Like tens of thousands of other Polish Jews, oppressed by rising antisemitism, political persecution, and economic misery, Matès and Idesa flee for France. But the land of “liberty, equality, fraternity” is not as welcoming as it had been in the past to refugees and migrants. We are struck by the desperation of foreign Jews in the late 1930s, many of them—especially the Germans and Poles—divested of their citizenship but rejected by France. How eerily familiar it sounds today, as similarly desperate Africans and Middle Easterners attempt to crash the borders of Europe. To be stateless in the 1930s, as Hannah Arendt, herself a stateless Jew in France, reminds us, prefigured what has become so much of the human condition. If for no other reason, this part of the book should be required reading for those seeking to gain some perspective on the crisis of migration today.
Another little known story is the role of foreign Jews in the French army after the beginning of the Second World War. Despite the cruelties of the French state, which had rejected them and tried, with varying degrees of success, to deport them, many rushed to enlist, motivated in part by hopes of regularizing their status and in part by the fervent desire to defeat fascism. Absent any direct account by Matès of his experiences in the war, especially after the German invasion of May 1940, Jablonka skillfully reconstructs what Matès must have gone through by use of both military histories and memoiristic accounts by others.
The final chapters of the book concern the German occupation and the looming threat of a much more ominous deportation. Here, too, lacking any direct account by Matès or Idesa, except for a few fragments, Jablonka painstakingly traces those who lived in the same hiding place in Paris and solicits information from them and their relatives. Stunningly, the small passageway where his grandparents hid with their children is but a few steps from where Ivan Jablonka’s own children attended preschool, a sign of how intimate are these sites of memory.

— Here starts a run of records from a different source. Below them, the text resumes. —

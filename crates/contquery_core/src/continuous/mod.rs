//! Continuous views.
//!
//! A view definition is split once into worker, combiner and overlay
//! statements, each planned against the stream or the view's materialized
//! relation. Batches of stream rows are then folded into the materialized
//! relation as they arrive.
pub mod cache;
pub mod context;
pub mod options;
pub mod sliding_window;
pub mod splitter;
pub mod view;

/// Column added to every stream, holding the time a row was inserted.
pub const ARRIVAL_TIMESTAMP: &str = "arrival_timestamp";
impl Expr {
    /// Column reference by name.
    pub fn column(name: impl Into<String>) -> Self {
        Expr::Ident(Ident::new(name))
    }

    pub fn binary(left: Expr, op: BinaryOperator, right: Expr) -> Self {
        Expr::BinaryExpr {
            left: Box::new(left),
            op,
            right: Box::new(right),
        }
    }

    pub fn function(func: Function) -> Self {
        Expr::Function(Box::new(func))
    }

    /// Conjoin expressions with AND, returning None if empty.
    pub fn and_all(exprs: impl IntoIterator<Item = Expr>) -> Option<Expr> {
        exprs
            .into_iter()
            .reduce(|left, right| Expr::binary(left, BinaryOperator::And, right))
    }

    /// Split a predicate into its top-level AND conjuncts.
    pub fn split_conjunction(&self) -> Vec<&Expr> {
        fn inner<'a>(expr: &'a Expr, out: &mut Vec<&'a Expr>) {
            match expr {
                Expr::BinaryExpr {
                    left,
                    op: BinaryOperator::And,
                    right,
                } => {
                    inner(left, out);
                    inner(right, out);
                }
                Expr::Nested(inner_expr) => match inner_expr.as_ref() {
                    Expr::BinaryExpr {
                        op: BinaryOperator::And,
                        ..
                    } => inner(inner_expr, out),
                    _ => out.push(expr),
                },
                other => out.push(other),
            }
        }

        let mut out = Vec::new();
        inner(self, &mut out);
        out
    }

    /// Strip any number of wrapping parentheses.
    pub fn unnested(&self) -> &Expr {
        match self {
            Expr::Nested(inner) => inner.unnested(),
            other => other,
        }
    }

    /// Visit every direct child of this expression.
    pub fn for_each_child<'a>(&'a self, f: &mut impl FnMut(&'a Expr)) {
        match self {
            Expr::Ident(_) | Expr::CompoundIdent(_) | Expr::Literal(_) | Expr::TypedString { .. } => {
            }
            Expr::UnaryExpr { expr, .. } => f(expr),
            Expr::BinaryExpr { left, right, .. } => {
                f(left);
                f(right);
            }
            Expr::Function(func) => {
                func.args.iter().for_each(&mut *f);
                func.order_by.iter().for_each(|o| f(&o.expr));
                func.within_group.iter().for_each(|o| f(&o.expr));
                if let Some(filter) = &func.filter {
                    f(filter);
                }
                if let Some(over) = &func.over {
                    over.partition_by.iter().for_each(&mut *f);
                    over.order_by.iter().for_each(|o| f(&o.expr));
                }
            }
            Expr::Nested(expr) => f(expr),
            Expr::Cast { expr, .. } => f(expr),
            Expr::IsNull { expr, .. } => f(expr),
        }
    }

    /// Rebuild this expression bottom up, applying `f` to every node after its
    /// children have been rewritten.
    ///
    /// The original expression is left untouched.
    pub fn transform_up(&self, f: &mut impl FnMut(Expr) -> Expr) -> Expr {
        let rebuilt = self.map_children(&mut |child| child.transform_up(f));
        f(rebuilt)
    }

    /// Rebuild this expression top down. If `f` returns Some for a node, that
    /// replacement is used and its children are not visited.
    pub fn transform_down(&self, f: &mut impl FnMut(&Expr) -> Option<Expr>) -> Expr {
        if let Some(replacement) = f(self) {
            return replacement;
        }
        self.map_children(&mut |child| child.transform_down(f))
    }

    /// Create a copy of this node with each direct child replaced by the
    /// output of `f`.
    pub fn map_children(&self, f: &mut impl FnMut(&Expr) -> Expr) -> Expr {
        match self {
            Expr::Ident(_) | Expr::CompoundIdent(_) | Expr::Literal(_) | Expr::TypedString { .. } => {
                self.clone()
            }
            Expr::UnaryExpr { op, expr } => Expr::UnaryExpr {
                op: *op,
                expr: Box::new(f(expr)),
            },
            Expr::BinaryExpr { left, op, right } => Expr::BinaryExpr {
                left: Box::new(f(left)),
                op: *op,
                right: Box::new(f(right)),
            },
            Expr::Function(func) => {
                let args = func.args.iter().map(&mut *f).collect();
                let order_by = map_order_by(&func.order_by, f);
                let within_group = map_order_by(&func.within_group, f);
                let filter = func.filter.as_ref().map(|e| Box::new(f(e)));
                let over = func.over.as_ref().map(|w| WindowSpec {
                    partition_by: w.partition_by.iter().map(&mut *f).collect(),
                    order_by: map_order_by(&w.order_by, f),
                });
                Expr::Function(Box::new(Function {
                    name: func.name.clone(),
                    args,
                    star: func.star,
                    distinct: func.distinct,
                    order_by,
                    within_group,
                    filter,
                    over,
                }))
            }
            Expr::Nested(expr) => Expr::Nested(Box::new(f(expr))),
            Expr::Cast { datatype, expr } => Expr::Cast {
                datatype: *datatype,
                expr: Box::new(f(expr)),
            },
            Expr::IsNull { expr, negated } => Expr::IsNull {
                expr: Box::new(f(expr)),
                negated: *negated,
            },
        }
    }

    /// Check if any node in this tree satisfies the predicate.
    pub fn any(&self, pred: &mut impl FnMut(&Expr) -> bool) -> bool {
        if pred(self) {
            return true;
        }
        let mut found = false;
        self.for_each_child(&mut |child| {
            if !found && child.any(pred) {
                found = true;
            }
        });
        found
    }

    /// Replace every occurrence of `old` with `new`, returning a new tree.
    pub fn replace(&self, old: &Expr, new: &Expr) -> Expr {
        self.transform_down(&mut |e| if e == old { Some(new.clone()) } else { None })
    }

    fn parse_subexpr(parser: &mut Parser, precedence: u8) -> Result<Self> {
        let mut expr = Self::parse_prefix(parser)?;

        loop {
            let next_precedence = Self::get_infix_precedence(parser);
            if precedence >= next_precedence {
                break;
            }
            expr = Self::parse_infix(parser, expr, next_precedence)?;
        }

        Ok(expr)
    }

    fn parse_prefix(parser: &mut Parser) -> Result<Self> {
        let tok = match parser.next() {
            Some(tok) => tok.clone(),
            None => return Err(parser.error("Expected expression, found end of statement")),
        };

        let expr = match tok.token {
            Token::Word(w) => {
                let keyword = if w.quote.is_none() { w.keyword } else { None };
                match keyword {
                    Some(Keyword::TRUE) => Expr::Literal(Literal::Boolean(true)),
                    Some(Keyword::FALSE) => Expr::Literal(Literal::Boolean(false)),
                    Some(Keyword::NULL) => Expr::Literal(Literal::Null),
                    Some(Keyword::NOT) => Expr::UnaryExpr {
                        op: UnaryOperator::Not,
                        expr: Box::new(Self::parse_subexpr(parser, PREC_NOT)?),
                    },
                    Some(Keyword::CAST) => {
                        parser.expect_token(&Token::LeftParen)?;
                        let expr = Expr::parse(parser)?;
                        parser.expect_keyword(Keyword::AS)?;
                        let datatype = TypeName::parse(parser)?;
                        parser.expect_token(&Token::RightParen)?;
                        Expr::Cast {
                            datatype,
                            expr: Box::new(expr),
                        }
                    }
                    Some(kw @ (Keyword::INTERVAL | Keyword::TIMESTAMP))
                        if matches!(
                            parser.peek().map(|t| &t.token),
                            Some(Token::SingleQuotedString(_))
                        ) =>
                    {
                        let value = match parser.next().map(|t| t.token.clone()) {
                            Some(Token::SingleQuotedString(s)) => s,
                            _ => return Err(parser.error("Expected string literal")),
                        };
                        let datatype = if kw == Keyword::INTERVAL {
                            TypeName::Interval
                        } else {
                            TypeName::Timestamp
                        };
                        Expr::TypedString { datatype, value }
                    }
                    Some(kw) if RESERVED_KEYWORDS.contains(&kw) => {
                        return Err(parser.error(format!(
                            "Unexpected keyword {kw:?} when parsing expression"
                        )));
                    }
                    _ => {
                        let ident = if w.quote.is_some() {
                            Ident {
                                value: w.value,
                                quoted: true,
                            }
                        } else {
                            Ident::new(w.value.to_lowercase())
                        };
                        Self::parse_ident_expr(parser, ident)?
                    }
                }
            }
            Token::SingleQuotedString(s) => Expr::Literal(Literal::SingleQuotedString(s)),
            Token::Number(n) => Expr::Literal(Literal::Number(n)),
            Token::LeftParen => {
                let inner = Expr::parse(parser)?;
                parser.expect_token(&Token::RightParen)?;
                Expr::Nested(Box::new(inner))
            }
            Token::Minus => Expr::UnaryExpr {
                op: UnaryOperator::Minus,
                expr: Box::new(Self::parse_subexpr(parser, PREC_UNARY)?),
            },
            Token::Plus => Expr::UnaryExpr {
                op: UnaryOperator::Plus,
                expr: Box::new(Self::parse_subexpr(parser, PREC_UNARY)?),
            },
            other => {
                return Err(parser.error(format!(
                    "Unexpected token {other:?} when parsing expression"
                )));
            }
        };

        Ok(expr)
    }

    /// Parse what follows an identifier: a function call, a compound
    /// identifier, or nothing.
    fn parse_ident_expr(parser: &mut Parser, ident: Ident) -> Result<Self> {
        match parser.peek().map(|t| &t.token) {
            Some(Token::LeftParen) => Ok(Expr::Function(Box::new(Function::parse_after_name(
                parser, ident,
            )?))),
            Some(Token::Period) => {
                let mut idents = vec![ident];
                while parser.consume_token(&Token::Period) {
                    idents.push(Ident::parse(parser)?);
                }
                Ok(Expr::CompoundIdent(idents))
            }
            _ => Ok(Expr::Ident(ident)),
        }
    }

    fn get_infix_precedence(parser: &Parser) -> u8 {
        let tok = match parser.peek() {
            Some(tok) => tok,
            None => return 0,
        };

        match &tok.token {
            Token::Word(w) if w.quote.is_none() => match w.keyword {
                Some(Keyword::OR) => PREC_OR,
                Some(Keyword::AND) => PREC_AND,
                Some(Keyword::IS) => PREC_IS,
                _ => 0,
            },
            Token::Eq | Token::Neq | Token::Lt | Token::LtEq | Token::Gt | Token::GtEq => {
                PREC_COMPARISON
            }
            Token::Concat => PREC_EVERYTHING_ELSE,
            Token::Plus | Token::Minus => PREC_ADD_SUB,
            Token::Mul | Token::Div | Token::Mod => PREC_MUL_DIV_MOD,
            Token::DoubleColon => PREC_CAST,
            _ => 0,
        }
    }

    fn parse_infix(parser: &mut Parser, prefix: Expr, precedence: u8) -> Result<Self> {
        if parser.consume_token(&Token::DoubleColon) {
            let datatype = TypeName::parse(parser)?;
            return Ok(Expr::Cast {
                datatype,
                expr: Box::new(prefix),
            });
        }

        if parser.parse_keyword(Keyword::IS) {
            let negated = parser.parse_keyword(Keyword::NOT);
            parser.expect_keyword(Keyword::NULL)?;
            return Ok(Expr::IsNull {
                expr: Box::new(prefix),
                negated,
            });
        }

        let op = if parser.parse_keyword(Keyword::AND) {
            BinaryOperator::And
        } else if parser.parse_keyword(Keyword::OR) {
            BinaryOperator::Or
        } else {
            let tok = match parser.next() {
                Some(tok) => tok.token.clone(),
                None => return Err(parser.error("Expected operator, found end of statement")),
            };
            match tok {
                Token::Eq => BinaryOperator::Eq,
                Token::Neq => BinaryOperator::NotEq,
                Token::Lt => BinaryOperator::Lt,
                Token::LtEq => BinaryOperator::LtEq,
                Token::Gt => BinaryOperator::Gt,
                Token::GtEq => BinaryOperator::GtEq,
                Token::Plus => BinaryOperator::Plus,
                Token::Minus => BinaryOperator::Minus,
                Token::Mul => BinaryOperator::Multiply,
                Token::Div => BinaryOperator::Divide,
                Token::Mod => BinaryOperator::Modulo,
                Token::Concat => BinaryOperator::StringConcat,
                other => {
                    return Err(parser.error(format!("Unexpected token {other:?} for operator")));
                }
            }
        };

        let right = Self::parse_subexpr(parser, precedence)?;

        Ok(Expr::BinaryExpr {
            left: Box::new(prefix),
            op,
            right: Box::new(right),
        })
    }

    fn fmt_operand(&self, f: &mut fmt::Formatter<'_>, parent: u8, right_side: bool) -> fmt::Result {
        let needs_parens = match self {
            Expr::BinaryExpr { op, .. } => {
                let prec = op.precedence();
                prec < parent || (right_side && prec == parent)
            }
            Expr::UnaryExpr {
                op: UnaryOperator::Not,
                ..
            } => parent > PREC_NOT,
            Expr::IsNull { .. } => parent > PREC_IS,
            _ => false,
        };

        if needs_parens {
            write!(f, "({self})")
        } else {
            write!(f, "{self}")
        }
    }
}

The war years are a tale of darkness and light: the darkness of Auschwitz and the light of rescue. The sheer goodness manifested by so many people in saving Suzanne and Marcel, Jablonka's aunt and father, cannot compensate for the loss, but it somehow comes close to evening the ledger: the Polish Christian who told the gendarmes who had come to take Matès and Idesa that the children were his; Annette and Constant—she Idesa’s cousin and he a French non-Jewish anarchist—who served as the children’s guardians; and the elderly couple named Courtoux, who sheltered the children for a year and half in the Brittany countryside. And these in addition to underground organizations like the Rue Amelot Committee, all of whose members risked their lives so that others, especially children, might live.
Ivan Jablonka tells this story in passionate yet reserved style, appropriate to the historian, even when writing about his own family. He interjects himself sparingly into the tale, but to good effect, so that we can appreciate the challenge of reconstructing two lives seemingly swept away by history. In meeting that challenge, he has not only given new life to the dead of his family but also made them our family.